Ein berechtigtes Interesse liegt auch vor, wenn die Wohnung aus beruflichen oder gesundheitlichen Gründen zeitweise nicht nutzbar ist. Ist die geräumige Mietwohnung nach dem Auszug der Kinder oder dem Tod des Ehepartners zu groß geworden und soll ein Zimmer an einen Studenten vermietet werden, dann wird der Vermieter ebenfalls zustimmen müssen.

Nur in Ausnahmefällen kann der Vermieter die Erlaubnis zur Untervermietung ablehnen. Das ist etwa der Fall, wenn der Lebensgefährte noch ein Kind mitbringt, die Wohnung für drei Personen jedoch zu klein ist und es somit zu einer Überbelegung kommt. Der Vermieter kann auch dann Nein sagen, wenn der potenzielle Untermieter den Hausfrieden beeinträchtigen könnte.

Setzt sich der Mieter über das Verbot hinweg und holt sich einen Untermieter in die Wohnung, kann der Vermieter nicht gleich fristlos kündigen. "Der Vermieter muss eine Abmahnung aussprechen und eine angemessene Frist zur Beendigung des Untermietvertragsverhältnisses stellen", sagt Janßen.

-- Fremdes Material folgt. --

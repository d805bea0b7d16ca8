//! Units of work ("targets") and the composites that combine them.
//!
//! A [`Target`] is anything that can be executed against a [`Suite`]. Two
//! narrower capabilities extend it:
//! - [`NamedTarget`]: has a stable name, required for registration
//! - [`OutputTarget`]: knows the file name of the artifact it produces
//!
//! Targets are shared as `Arc<dyn Target>` so composites can hand each child
//! to its own task.

pub mod composite;
pub mod types;

use std::future::Future;
use std::pin::Pin;
use std::sync::Arc;

use crate::suite::Suite;

pub use composite::{Parallel, Sequential, concatenate, parallelize};
pub use types::{MultiError, TargetError};

/// Future returned by [`Target::execute`].
pub type TargetFuture = Pin<Box<dyn Future<Output = Result<(), TargetError>> + Send + 'static>>;

/// A unit of work that can be executed in the context of a suite.
///
/// Executing a target again must be safe and yield the same class of
/// outcome. Nothing is retried automatically.
pub trait Target: Send + Sync + 'static {
  /// Run the target. The returned future owns everything it needs.
  fn execute(self: Arc<Self>, suite: Suite) -> TargetFuture;
}

/// A target with a stable name, used as its registry key.
pub trait NamedTarget: Target {
  fn name(&self) -> String;
}

/// A target that knows the name of the file it produces.
pub trait OutputTarget: Target {
  /// The artifact file name.
  ///
  /// Fails if the name cannot be computed (e.g. a malformed template).
  fn output_name(&self) -> Result<String, TargetError>;
}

Lebt der Untermieter nach Ablauf der Frist immer noch in der Wohnung, kann der Vermieter fristlos kündigen. Rechtlich problematisch ist es, die gesamte Wohnung an einen Messebesucher oder einen Touristen zu vermieten (siehe roter Kasten). Darauf weist Wagner hin.

In vielen Regionen Deutschlands bedarf die kurzzeitige Vermietung der gesamten Wohnung oder nur von einzelnen Zimmern an Feriengäste oder Messebesucher der besonderen Zustimmung des Vermieters. "Eine einfache Erlaubnis zur Untervermietung genügt nicht", sagt Wagner und verweist auf ein Urteil des BGH.

So ist die Lage in München

Untervermietung während der Wiesn – für viele Münchner ist das ein lukrativer Nebenerwerb. Da kostet ein Zimmer schnell mal bis zu 400 Euro – pro Nacht. Wer eine Bleibe will, sucht meist im Internet auf Portalen wie Airbnb, Wimdu oder Fewo24.

Mieter können sowohl einzelne Räume als auch die gesamte Wohnung an Oktoberfest-Besucher untervermieten, sagt Volker Rastätter, Geschäftsführer des Mietervereins München. Aber: "Mieter dürfen ihre komplette Wohnung nur bis zu insgesamt sechs Wochen im Jahr untervermieten", sagt Rastätter.

Wer ein einzelnes Zimmer vermietet, muss keine zeitliche Beschränkung beachten. Dafür muss der Mieter aber während des Touristen-Aufenthalts auch in der jeweiligen Wohnung leben.

Die Stadt München legt Bußgelder von bis zu 50.000 Euro fest

Rastätter empfiehlt, einen schriftlichen Vertrag mit dem Untermieter zu machen mit Hinweis auf Beginn und Ende der Untervermietung. Auch die Miet-Höhe sollte dort vermerkt sein. Zudem wichtig: ein Übergabeprotokoll, um Streit bei Schäden zu vermeiden.

Doch welche Konsequenzen drohen, wenn die Wohnung über diesen Sechs-Wochen-Zeitraum hinaus regelmäßig an Touristen untervermietet wird? Dann "handelt es sich um eine sogenannte Zweckentfremdung und damit um eine Ordnungswidrigkeit", sagt Mieterverein-Geschäftsführer Rastätter.

Und das kann richtig teuer werden: Die Stadt München legt hier Bußgelder von bis zu 50.000 Euro fest. "Denn durch die dauerhafte Untervermietung als Ferienwohnung wird dem Münchner Mietmarkt dringend benötigter Wohnraum entzogen", sagt Rastätter. "Das soll durch die Zweckentfremdungssatzung verhindert werden."